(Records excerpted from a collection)
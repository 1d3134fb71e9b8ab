// This Source Code Form is subject to the terms of the Mozilla Public
// License, v. 2.0. If a copy of the MPL was not distributed with this
// file, You can obtain one at https://mozilla.org/MPL/2.0/.

//! The seen-ledger: existence of a marker means "already handled".
//!
//! Markers are addressed by a [`MarkerKey`], a list of already-escaped path
//! segments. [`FsLedger`] stores them as zero-byte files below the seen
//! directory; [`MemoryLedger`] keeps them in a set.

use std::collections::HashSet;
use std::fmt;
use std::path::{Path, PathBuf};
use std::sync::{Mutex, PoisonError};

use percent_encoding::{AsciiSet, NON_ALPHANUMERIC, utf8_percent_encode};
use tracing::debug;

use crate::error::LedgerError;

/// Bytes left unescaped in a path segment: RFC 3986 unreserved plus
/// `$ & + = : @`. `/`, `,`, `;` and `?` are always escaped.
const SEGMENT: &AsciiSet = &NON_ALPHANUMERIC
    .remove(b'-')
    .remove(b'_')
    .remove(b'.')
    .remove(b'~')
    .remove(b'$')
    .remove(b'&')
    .remove(b'+')
    .remove(b'=')
    .remove(b':')
    .remove(b'@');

/// Escape a string so it is usable as one path segment, truncated to
/// `max_len` bytes
pub fn escape_segment(value: &str, max_len: usize) -> String {
    let mut escaped = utf8_percent_encode(value, SEGMENT).to_string();
    // Escaped output is pure ASCII, so any byte index is a char boundary
    escaped.truncate(max_len);
    escaped
}

/// Relative location of a seen-marker
#[derive(Debug, Clone, PartialEq, Eq, Hash)]
pub struct MarkerKey(Vec<String>);

impl MarkerKey {
    /// Build a key from already-escaped segments
    pub fn new(segments: Vec<String>) -> Self {
        Self(segments)
    }

    pub fn segments(&self) -> &[String] {
        &self.0
    }

    /// Path of this key below `root`
    pub fn to_path(&self, root: &Path) -> PathBuf {
        self.0.iter().fold(root.to_path_buf(), |path, segment| path.join(segment))
    }
}

impl fmt::Display for MarkerKey {
    fn fmt(&self, f: &mut fmt::Formatter<'_>) -> fmt::Result {
        f.write_str(&self.0.join("/"))
    }
}

/// Persistent record of handled items
pub trait SeenLedger: Send + Sync {
    /// Whether a marker exists for `key`
    fn exists(&self, key: &MarkerKey) -> Result<bool, LedgerError>;

    /// Create the marker for `key`; creating an existing marker is a no-op
    fn mark(&self, key: &MarkerKey) -> Result<(), LedgerError>;
}

/// Ledger backed by zero-byte files below a root directory
#[derive(Debug, Clone)]
pub struct FsLedger {
    root: PathBuf,
}

impl FsLedger {
    pub fn new(root: impl Into<PathBuf>) -> Self {
        Self { root: root.into() }
    }

    pub fn root(&self) -> &Path {
        &self.root
    }
}

impl SeenLedger for FsLedger {
    fn exists(&self, key: &MarkerKey) -> Result<bool, LedgerError> {
        let path = key.to_path(&self.root);
        path.try_exists()
            .map_err(|e| LedgerError::StatFailed { path, source: e })
    }

    fn mark(&self, key: &MarkerKey) -> Result<(), LedgerError> {
        let path = key.to_path(&self.root);

        if let Some(parent) = path.parent() {
            std::fs::create_dir_all(parent).map_err(|e| LedgerError::CreateDirectoryFailed {
                path: parent.to_path_buf(),
                source: e,
            })?;
        }

        debug!(marker = %path.display(), "touching seen-marker");
        std::fs::File::create(&path)
            .map(drop)
            .map_err(|e| LedgerError::CreateMarkerFailed { path, source: e })
    }
}

/// Ledger held in memory, for tests and embedding
#[derive(Debug, Default)]
pub struct MemoryLedger {
    keys: Mutex<HashSet<MarkerKey>>,
}

impl MemoryLedger {
    pub fn new() -> Self {
        Self::default()
    }

    /// Snapshot of all marked keys
    pub fn keys(&self) -> Vec<MarkerKey> {
        self.keys
            .lock()
            .unwrap_or_else(PoisonError::into_inner)
            .iter()
            .cloned()
            .collect()
    }
}

impl SeenLedger for MemoryLedger {
    fn exists(&self, key: &MarkerKey) -> Result<bool, LedgerError> {
        let keys = self.keys.lock().unwrap_or_else(PoisonError::into_inner);
        Ok(keys.contains(key))
    }

    fn mark(&self, key: &MarkerKey) -> Result<(), LedgerError> {
        self.keys
            .lock()
            .unwrap_or_else(PoisonError::into_inner)
            .insert(key.clone());
        Ok(())
    }
}

/// Identity of one item as seen by the marker rules
#[derive(Debug, Clone, Copy)]
pub struct MarkerContext<'a> {
    pub feed: &'a str,
    pub guid: &'a str,
    pub url: &'a str,
    /// Derived base filename, without prefix
    pub base: &'a str,
    pub max_len: usize,
}

/// One marker location and whether a hit there must be migrated forward
#[derive(Debug, Clone, Copy)]
pub struct MarkerRule {
    pub name: &'static str,
    pub build: fn(&MarkerContext<'_>) -> MarkerKey,
    pub write_forward: bool,
}

/// Current format: `<feed>/<guid>`
pub fn current_marker(ctx: &MarkerContext<'_>) -> MarkerKey {
    MarkerKey::new(vec![
        escape_segment(ctx.feed, ctx.max_len),
        escape_segment(ctx.guid, ctx.max_len),
    ])
}

fn url_marker(ctx: &MarkerContext<'_>) -> MarkerKey {
    MarkerKey::new(vec![escape_segment(ctx.url, ctx.max_len)])
}

fn basename_marker(ctx: &MarkerContext<'_>) -> MarkerKey {
    MarkerKey::new(vec![escape_segment(ctx.base, ctx.max_len)])
}

/// Unescaped base filename, as older releases wrote it. Names that cannot
/// be a single segment fall back to the escaped form.
fn raw_basename_marker(ctx: &MarkerContext<'_>) -> MarkerKey {
    if ctx.base.contains('/') || ctx.base.len() > ctx.max_len {
        return basename_marker(ctx);
    }
    MarkerKey::new(vec![ctx.base.to_string()])
}

/// Marker locations, checked in order. The first rule is the current format.
pub const DEFAULT_MARKER_RULES: &[MarkerRule] = &[
    MarkerRule {
        name: "feed-guid",
        build: current_marker,
        write_forward: false,
    },
    MarkerRule {
        name: "legacy-url",
        build: url_marker,
        write_forward: true,
    },
    MarkerRule {
        name: "legacy-basename",
        build: basename_marker,
        write_forward: true,
    },
    MarkerRule {
        name: "legacy-raw-basename",
        build: raw_basename_marker,
        write_forward: true,
    },
];

/// Result of consulting the ledger for one item
#[derive(Debug, Clone, PartialEq, Eq)]
pub enum SeenState {
    /// No marker anywhere
    Unseen,
    /// Found under the current format
    Seen,
    /// Found under a legacy rule; the current marker was created
    Migrated { from: &'static str },
}

/// Evaluate `rules` in order, migrating legacy hits forward
pub fn check_seen<L: SeenLedger + ?Sized>(
    ledger: &L,
    rules: &[MarkerRule],
    ctx: &MarkerContext<'_>,
) -> Result<SeenState, LedgerError> {
    let current = current_marker(ctx);

    for rule in rules {
        let key = (rule.build)(ctx);
        if !ledger.exists(&key)? {
            continue;
        }

        if rule.write_forward && !ledger.exists(&current)? {
            debug!(rule = rule.name, from = %key, to = %current, "migrating seen-marker");
            ledger.mark(&current)?;
            return Ok(SeenState::Migrated { from: rule.name });
        }
        return Ok(SeenState::Seen);
    }

    Ok(SeenState::Unseen)
}

#[cfg(test)]
mod tests {
    use super::*;
    use tempfile::tempdir;

    fn context<'a>(url: &'a str, base: &'a str) -> MarkerContext<'a> {
        MarkerContext {
            feed: "https://example.com/feed.xml",
            guid: "ep1-guid",
            url,
            base,
            max_len: 255,
        }
    }

    #[test]
    fn escape_encodes_slashes_and_spaces() {
        assert_eq!(
            escape_segment("https://example.com/a b.mp3?x=1", 255),
            "https:%2F%2Fexample.com%2Fa%20b.mp3%3Fx=1"
        );
    }

    #[test]
    fn escape_keeps_unreserved_characters() {
        assert_eq!(escape_segment("Ep-1_final.v2~", 255), "Ep-1_final.v2~");
    }

    #[test]
    fn escape_truncates_to_max_len() {
        let long = "a/".repeat(300);
        let escaped = escape_segment(&long, 255);

        assert_eq!(escaped.len(), 255);
        assert!(!escaped.contains('/'));
    }

    #[test]
    fn escape_handles_multibyte_input() {
        assert_eq!(escape_segment("Café", 255), "Caf%C3%A9");
    }

    #[test]
    fn marker_key_maps_to_nested_path() {
        let key = MarkerKey::new(vec!["feed".to_string(), "guid".to_string()]);

        assert_eq!(key.to_path(Path::new("/dest/.seen")), PathBuf::from("/dest/.seen/feed/guid"));
        assert_eq!(key.to_string(), "feed/guid");
    }

    #[test]
    fn current_marker_is_scoped_by_feed() {
        let ctx = context("https://example.com/ep1.mp3", "ep1.mp3");
        let key = current_marker(&ctx);

        assert_eq!(
            key.segments(),
            &["https:%2F%2Fexample.com%2Ffeed.xml".to_string(), "ep1-guid".to_string()]
        );
    }

    #[test]
    fn fs_ledger_marks_and_detects() {
        let dir = tempdir().unwrap();
        let ledger = FsLedger::new(dir.path().join(".seen"));
        let key = MarkerKey::new(vec!["feed".to_string(), "guid".to_string()]);

        assert!(!ledger.exists(&key).unwrap());
        ledger.mark(&key).unwrap();
        assert!(ledger.exists(&key).unwrap());

        let marker = dir.path().join(".seen/feed/guid");
        assert_eq!(std::fs::metadata(marker).unwrap().len(), 0);
    }

    #[test]
    fn fs_ledger_mark_is_idempotent() {
        let dir = tempdir().unwrap();
        let ledger = FsLedger::new(dir.path());
        let key = MarkerKey::new(vec!["only".to_string()]);

        ledger.mark(&key).unwrap();
        ledger.mark(&key).unwrap();
        assert!(ledger.exists(&key).unwrap());
    }

    #[test]
    fn check_seen_reports_unseen_items() {
        let ledger = MemoryLedger::new();
        let ctx = context("https://example.com/ep1.mp3", "ep1.mp3");

        let state = check_seen(&ledger, DEFAULT_MARKER_RULES, &ctx).unwrap();

        assert_eq!(state, SeenState::Unseen);
        assert!(ledger.keys().is_empty());
    }

    #[test]
    fn check_seen_finds_current_marker_without_migrating() {
        let ledger = MemoryLedger::new();
        let ctx = context("https://example.com/ep1.mp3", "ep1.mp3");
        ledger.mark(&current_marker(&ctx)).unwrap();

        let state = check_seen(&ledger, DEFAULT_MARKER_RULES, &ctx).unwrap();

        assert_eq!(state, SeenState::Seen);
        assert_eq!(ledger.keys().len(), 1);
    }

    #[test]
    fn check_seen_migrates_legacy_url_marker() {
        let ledger = MemoryLedger::new();
        let ctx = context("https://example.com/ep1.mp3", "ep1.mp3");
        let legacy = MarkerKey::new(vec![escape_segment(ctx.url, 255)]);
        ledger.mark(&legacy).unwrap();

        let state = check_seen(&ledger, DEFAULT_MARKER_RULES, &ctx).unwrap();

        assert_eq!(state, SeenState::Migrated { from: "legacy-url" });
        assert!(ledger.exists(&current_marker(&ctx)).unwrap());
        // Legacy marker is kept
        assert!(ledger.exists(&legacy).unwrap());
    }

    #[test]
    fn check_seen_migrates_legacy_basename_marker() {
        let dir = tempdir().unwrap();
        let ledger = FsLedger::new(dir.path());
        std::fs::write(dir.path().join("ep1.mp3"), b"").unwrap();
        let ctx = context("https://example.com/ep1.mp3", "ep1.mp3");

        let state = check_seen(&ledger, DEFAULT_MARKER_RULES, &ctx).unwrap();

        assert_eq!(state, SeenState::Migrated { from: "legacy-basename" });
        assert!(
            dir.path()
                .join("https:%2F%2Fexample.com%2Ffeed.xml")
                .join("ep1-guid")
                .exists()
        );
    }

    #[test]
    fn check_seen_respects_custom_rule_lists() {
        let ledger = MemoryLedger::new();
        let ctx = context("https://example.com/ep1.mp3", "ep1.mp3");
        ledger
            .mark(&MarkerKey::new(vec![escape_segment(ctx.url, 255)]))
            .unwrap();

        // Without the legacy rules, a URL marker means nothing
        let state = check_seen(&ledger, &DEFAULT_MARKER_RULES[..1], &ctx).unwrap();
        assert_eq!(state, SeenState::Unseen);
    }

    #[test]
    fn escape_encodes_commas_and_semicolons() {
        assert_eq!(
            escape_segment("https://x.com/a,b;c.mp3", 255),
            "https:%2F%2Fx.com%2Fa%2Cb%3Bc.mp3"
        );
        assert_eq!(escape_segment("a$b&c+d=e@f", 255), "a$b&c+d=e@f");
    }

    #[test]
    fn check_seen_migrates_raw_basename_marker() {
        let dir = tempdir().unwrap();
        let ledger = FsLedger::new(dir.path());
        std::fs::write(dir.path().join("Ep 12: Foo.mp3"), b"").unwrap();
        let ctx = context("https://example.com/ep12.mp3", "Ep 12: Foo.mp3");

        let state = check_seen(&ledger, DEFAULT_MARKER_RULES, &ctx).unwrap();

        assert_eq!(state, SeenState::Migrated { from: "legacy-raw-basename" });
        assert!(ledger.exists(&current_marker(&ctx)).unwrap());
    }

    #[test]
    fn raw_basename_marker_falls_back_when_too_long() {
        let base = "a".repeat(300);
        let ctx = context("https://example.com/x.mp3", &base);

        assert_eq!(raw_basename_marker(&ctx), basename_marker(&ctx));
        assert_eq!(raw_basename_marker(&ctx).segments()[0].len(), 255);
    }

    #[test]
    fn memory_ledger_survives_poisoned_lock() {
        let ledger = std::sync::Arc::new(MemoryLedger::new());
        let key = MarkerKey::new(vec!["feed".to_string(), "guid".to_string()]);
        ledger.mark(&key).unwrap();

        let poisoner = std::sync::Arc::clone(&ledger);
        let joined = std::thread::spawn(move || {
            let _guard = poisoner.keys.lock().unwrap();
            panic!("poison the ledger lock");
        })
        .join();
        assert!(joined.is_err());
        assert!(ledger.keys.is_poisoned());

        let other = MarkerKey::new(vec!["other".to_string()]);
        assert!(ledger.exists(&key).unwrap());
        ledger.mark(&other).unwrap();
        assert!(ledger.exists(&other).unwrap());
        assert_eq!(ledger.keys().len(), 2);
    }
}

» Exercise instructions
Among the records, find the lines that contain "filename" and copy each of them.

» Solution
    /// Derived base filename, without prefix
/// Unescaped base filename, as older releases wrote it. Names that cannot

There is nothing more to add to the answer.